Charities cancel events at Trump's Mar-a-Lago club

Trump’s golf club at Mar-a-Lago was a popular spot for charity fundraisers; not any more.
Trump’s golf club at Mar-a-Lago was a popular spot for charity fundraisers; not any more. Photograph: Davidoff Studios Photography/Getty Images

The American Red Cross has said it will cancel its annual fundraiser at Donald Trump’s Mar-a-Lago club in Palm Beach, Florida.

The charity is the sixth nonprofit to cancel a gala at the president’s event space in two days, after Trump’s controversial comments equating neo-Nazis and anti-hate protesters in Charlottesville, Virginia.

“The American Red Cross has decided we cannot host our annual fundraising event at Mar-a-Lago, as it has increasingly become a source of controversy and pain for many of our volunteers, employees and supporters”, the Red Cross said Friday.

“We believe this action will allow us to continue to put the focus on our lifesaving mission and the people we serve. The Red Cross provides assistance without discrimination to all people in need, regardless of nationality, race, religious beliefs, or political opinions, and we must be clear and unequivocal in our defense of that principle.”
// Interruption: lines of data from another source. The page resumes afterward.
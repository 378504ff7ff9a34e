use std::fs;
use std::path::{Path, PathBuf};
use std::time::{Duration, Instant};

use anyhow::Context;
use clap::{ArgAction, Parser, Subcommand};
use globset::{Glob, GlobSetBuilder};
use rectpack_core::config::{PackerConfig, Placement};
use rectpack_core::{PackingHint, PackingHints, PackingRectangle, PackingResult, pack_with_config};
use serde::Deserialize;
use tracing::{error, info, warn};
use walkdir::WalkDir;

#[derive(Parser, Debug)]
#[command(
    name = "rectpack",
    about = "Pack rectangles into the smallest atlas layout",
    version,
    author
)]
struct Cli {
    #[command(subcommand)]
    command: Commands,
    /// Show progress bars (disable with --no-progress or --quiet)
    #[arg(long, default_value_t = true, action=ArgAction::Set, global=true, help_heading = "Logging/UX")]
    progress: bool,
    /// Increase verbosity (-v, -vv)
    #[arg(short, long, action=ArgAction::Count, global=true, help_heading = "Logging/UX")]
    verbose: u8,
    /// Quiet mode (overrides verbose)
    #[arg(
        short,
        long,
        default_value_t = false,
        global = true,
        help_heading = "Logging/UX"
    )]
    quiet: bool,
}

#[derive(Subcommand, Debug)]
enum Commands {
    /// Pack a size list (JSON/YAML) or a folder of images and export the layout
    Pack(PackArgs),
    /// Time every heuristic on random sizes and print bounds + occupancy
    Bench(BenchArgs),
}

#[derive(Parser, Debug, Clone)]
struct PackArgs {
    // Input/Output
    /// Size list (.json/.yaml with [{name, width, height}]), image file, or image directory
    #[arg(help_heading = "Input/Output")]
    input: PathBuf,
    /// Output file for the layout (stdout when omitted)
    #[arg(short, long, help_heading = "Input/Output")]
    out: Option<PathBuf>,
    /// YAML config file path (overrides packing options)
    #[arg(long, help_heading = "Input/Output")]
    config: Option<PathBuf>,
    /// Include patterns (glob) for directory input
    #[arg(long, help_heading = "Input/Output")]
    include: Vec<String>,
    /// Exclude patterns (glob) for directory input
    #[arg(long, help_heading = "Input/Output")]
    exclude: Vec<String>,

    // Packing
    /// Heuristics: find_best | unusual_sizes | mostly_squared | comma list of area,perimeter,bigger_side,width,height,pathological
    #[arg(long, default_value = "find_best", help_heading = "Packing")]
    hints: String,
    /// Padding between rectangles
    #[arg(long, default_value_t = 0, help_heading = "Packing")]
    padding: u32,
    /// Free-space structure: guillotine | skyline
    #[arg(long, value_parser = ["guillotine", "skyline"], default_value = "guillotine", help_heading = "Packing")]
    placement: String,
    /// Evaluate heuristics in parallel (requires core feature `parallel`)
    #[arg(long, default_value_t = false, help_heading = "Packing")]
    parallel: bool,

    // Layout
    /// Max bounding width
    #[arg(long, help_heading = "Layout")]
    max_width: Option<u32>,
    /// Max bounding height
    #[arg(long, help_heading = "Layout")]
    max_height: Option<u32>,
    /// Round bounds up to powers of two
    #[arg(long, default_value_t = false, help_heading = "Layout")]
    pow2: bool,
    /// Force square bounds
    #[arg(long, default_value_t = false, help_heading = "Layout")]
    square: bool,

    // Export
    /// Metadata format: json-array | json (alias) | json-hash
    #[arg(long, default_value = "json-array", help_heading = "Export")]
    metadata: String,
    /// Export packing stats (JSON) to this file
    #[arg(long, help_heading = "Export")]
    export_stats: Option<PathBuf>,
    /// Print the merged configuration (after CLI/YAML) and exit
    #[arg(long, default_value_t = false, help_heading = "Export")]
    print_config: bool,
    /// Output format for --print-config: json|yaml
    #[arg(long, default_value = "json", value_parser = ["json", "yaml"], help_heading = "Export")]
    print_config_format: String,
    /// Dry run: compute layout and stats but do not write files
    #[arg(long, default_value_t = false, help_heading = "Export")]
    dry_run: bool,
}

#[derive(Parser, Debug, Clone)]
struct BenchArgs {
    /// Number of random rectangles
    #[arg(long, default_value_t = 500)]
    count: usize,
    /// Smallest side
    #[arg(long, default_value_t = 4)]
    min_size: u32,
    /// Largest side
    #[arg(long, default_value_t = 128)]
    max_size: u32,
    /// RNG seed
    #[arg(long, default_value_t = 1)]
    seed: u64,
    /// Repetitions per heuristic (timing is averaged)
    #[arg(long, default_value_t = 5)]
    runs: u32,
    /// Free-space structure: guillotine | skyline
    #[arg(long, value_parser = ["guillotine", "skyline"], default_value = "guillotine")]
    placement: String,
}

/// One entry of a size list file.
#[derive(Debug, Clone, Deserialize)]
struct SizeEntry {
    #[serde(default)]
    name: Option<String>,
    #[serde(alias = "w")]
    width: u32,
    #[serde(alias = "h")]
    height: u32,
}

fn main() -> anyhow::Result<()> {
    let cli = Cli::parse();
    init_tracing_with_level(cli.quiet, cli.verbose);
    match &cli.command {
        Commands::Pack(args) => run_pack(args, cli.progress && !cli.quiet),
        Commands::Bench(b) => run_bench(b, cli.progress && !cli.quiet),
    }
}

fn run_pack(cli: &PackArgs, show_progress: bool) -> anyhow::Result<()> {
    let base = PackerConfig {
        hints: parse_hints(&cli.hints)?,
        padding: cli.padding,
        placement: parse_placement(&cli.placement)?,
        max_width: cli.max_width,
        max_height: cli.max_height,
        power_of_two: cli.pow2,
        square: cli.square,
        parallel: cli.parallel,
    };

    // Config file sets packing options en bloc, on top of the flags
    let cfg = if let Some(path) = &cli.config {
        let file = fs::read_to_string(path)
            .with_context(|| format!("read config {}", path.display()))?;
        let y: YamlConfig = serde_yaml::from_str(&file)?;
        y.into_packer_config(base)?
    } else {
        base
    };
    cfg.validate()?;

    if cli.print_config {
        match cli.print_config_format.as_str() {
            "yaml" => println!("{}", serde_yaml::to_string(&cfg)?),
            _ => println!("{}", serde_json::to_string_pretty(&cfg)?),
        }
        return Ok(());
    }

    let (names, rects) = load_inputs(cli, show_progress)?;
    if rects.is_empty() {
        anyhow::bail!("nothing to pack in {}", cli.input.display());
    }
    info!(count = rects.len(), "loaded input sizes");

    let start = Instant::now();
    let result = pack_with_config(&rects, &cfg)?;
    let stats = result.stats();
    info!(
        width = result.width,
        height = result.height,
        hint = ?result.hint,
        occupancy = stats.occupancy,
        time = %fmt_dur(start.elapsed()),
        "packed"
    );

    let value = match cli.metadata.as_str() {
        "json-array" | "json" => rectpack_core::to_json_array(&result, names.as_slice()),
        "json-hash" => rectpack_core::to_json_hash(&result, names.as_slice()),
        other => anyhow::bail!("unknown metadata format: {}", other),
    };
    let json = serde_json::to_string_pretty(&value)?;
    match &cli.out {
        Some(path) if !cli.dry_run => {
            fs::write(path, json).with_context(|| format!("write {}", path.display()))?;
            info!(?path, "layout written");
        }
        Some(_) => {}
        None => println!("{}", json),
    }

    if let Some(stats_path) = &cli.export_stats {
        let value = serde_json::json!({
            "rects": stats.num_rects,
            "width": stats.width,
            "height": stats.height,
            "used_area": stats.used_area,
            "total_area": stats.bound_area,
            "occupancy": stats.occupancy,
            "hint": result.hint,
        });
        if !cli.dry_run {
            fs::write(stats_path, serde_json::to_string_pretty(&value)?)
                .with_context(|| format!("write {}", stats_path.display()))?;
            info!(?stats_path, "stats exported");
        } else {
            eprintln!("{}", stats.summary());
        }
    }
    Ok(())
}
In addition to the Red Cross, five other charities have canceled in the last 24 hours, including the leading academic hospital the Cleveland Clinic, the American Cancer Society and the Friends of Magen David Adom (the Israeli Red Cross). Other medical organizations canceled galas at Mar-a-Lago earlier in the year, including the Dana-Farber Cancer Institute.

The Washington Post reported that the Salvation Army, the Autism Project of Palm Beach County and Susan G Komen have all also canceled fundraisers.

The organizations that have canceled are juggernauts in the American nonprofit world. For example, the Cleveland Clinic alone said it raised $1m each year at its Mar-a-Lago event, according to the Boston Globe.

The announcement comes after the Red Cross withstood pressure in January to cancel its annual gala at Mar-a-Lago. At the time, critics said the president’s moratorium on refugees conflicted with the aid organization’s mission.

Nonprofits are not the only ones abandoning Trump after his comments on Charlottesville.

Three White House business panels have been disbanded this week after CEOs of some of the country’s largest companies withdrew their support.

On Friday, 16 members of Trump’s Committee on the Arts and Humanities sent the president a letter of resignation, citing his “hateful rhetoric”. The letter featured an acrostic which spelt out “resist”. The members were appointed by Barack Obama.

And one of the three universities to give Trump an honorary doctorate is considering whether to revoke it.

Mitt Romney, the 2012 Republican presidential nominee, warned of an “unraveling of our national fabric” in a Facebook post attacking Trump over his defence of people involved in a neo-Nazi rally.

“Whether he intended to or not, what he communicated caused racists to rejoice, minorities to weep, and the vast heart of America to mourn,” Romney, a longtime critic of Trump, wrote on Friday.